Eerst was het nog maar een spreeuw op een dak aan de Binnenweg, die zich 's avonds zes uur bij een temperatuur van bij het vriespunt overgaf aan een onverantwoordelijke, luidruchtige lyriek. Er woei een straffe wind uit het Oosten en de menschen haastten zich in beide richtingen naar huis. Maar de spreeuw sloeg zulk een onbesuisd gehaspel van vogelstijlen dooreen en riep alles zoo luidruchtig naar beneden, dat men 't gevoel kreeg, iets terug te moeten doen. Sommige voorbijgangers keken omhoog; ze zagen hem, of ze zagen hem niet; nu ja, 't was koud en laat, men kon er toch niet bij blijven staan!

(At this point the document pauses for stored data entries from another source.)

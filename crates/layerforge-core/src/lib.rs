//! # LayerForge Core
//!
//! Core types shared across the LayerForge workspace:
//! - The unified error type
//! - Numeric tolerances threaded through the geometry kernel
//! - The material registry consulted for extrusion widths

pub mod error;
pub mod materials;
pub mod tolerance;

pub use error::{Error, Result};
pub use materials::{MaterialId, MaterialProfile, MaterialRegistry};
pub use tolerance::Tolerances;
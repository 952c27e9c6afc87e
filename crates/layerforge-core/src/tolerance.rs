//! Numeric tolerances shared by every geometry comparison.
//!
//! A single `Tolerances` value is owned by each geometry arena and passed
//! through to every "is this on the boundary" test, so the hull decomposition
//! and the line sweep always agree on what counts as zero.

use crate::error::{Error, Result};
use serde::{Deserialize, Serialize};

/// Tolerance set derived from the machine's mechanical resolution.
#[derive(Debug, Clone, Copy, PartialEq, Serialize, Deserialize)]
#[serde(default)]
pub struct Tolerances {
    /// Distance below which two points are considered coincident (mm)
    pub point_resolution: f64,
    /// Smallest feature the machine can reproduce (mm); quad-tree cells stop
    /// subdividing below this size
    pub machine_resolution: f64,
    /// Small-number epsilon for direction and determinant comparisons
    pub tiny: f64,
    /// Factor by which quad-tree cell boxes are over-grown so crossings on a
    /// shared cell edge are seen from both sides
    pub swell: f64,
}

impl Default for Tolerances {
    fn default() -> Self {
        Self {
            point_resolution: 0.01,
            machine_resolution: 0.1,
            tiny: 1.0e-9,
            swell: 1.01,
        }
    }
}

impl Tolerances {
    /// Build a tolerance set from a machine resolution, deriving the point
    /// resolution as a tenth of it.
    pub fn from_machine_resolution(machine_resolution: f64) -> Self {
        Self {
            point_resolution: machine_resolution * 0.1,
            machine_resolution,
            ..Self::default()
        }
    }

    /// Squared machine resolution, the area floor for quad-tree cells.
    pub fn resolution_squared(&self) -> f64 {
        self.machine_resolution * self.machine_resolution
    }

    pub fn validate(&self) -> Result<()> {
        Error::require_positive("point_resolution", self.point_resolution)?;
        Error::require_positive("machine_resolution", self.machine_resolution)?;
        Error::require_positive("tiny", self.tiny)?;

        if !(self.swell.is_finite() && self.swell >= 1.0) {
            return Err(Error::invalid_parameter(
                "swell",
                self.swell,
                "must be at least 1.0",
            ));
        }

        if self.point_resolution > self.machine_resolution {
            return Err(Error::invalid_parameter(
                "point_resolution",
                self.point_resolution,
                "must not exceed machine_resolution",
            ));
        }

        Ok(())
    }
}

Maar met elke dag kwam de lente nadrukkelijk dichterbij. De dagen werden licht en lichter. In de tuintjes op 't Zuiden, vooral bij de ingebouwde beschutte hoeken, waar wat boomen bijeenstonden, was 't een gezellige drukte van musschen, spreeuwen en merels in 't zwarte hout. Tusschen 't wintersche ‘pink-pink-pink’ smolt nu en dan, onverwacht, een zacht ‘pjoe-pjoé!’ als een zuiver zoentje van geluid.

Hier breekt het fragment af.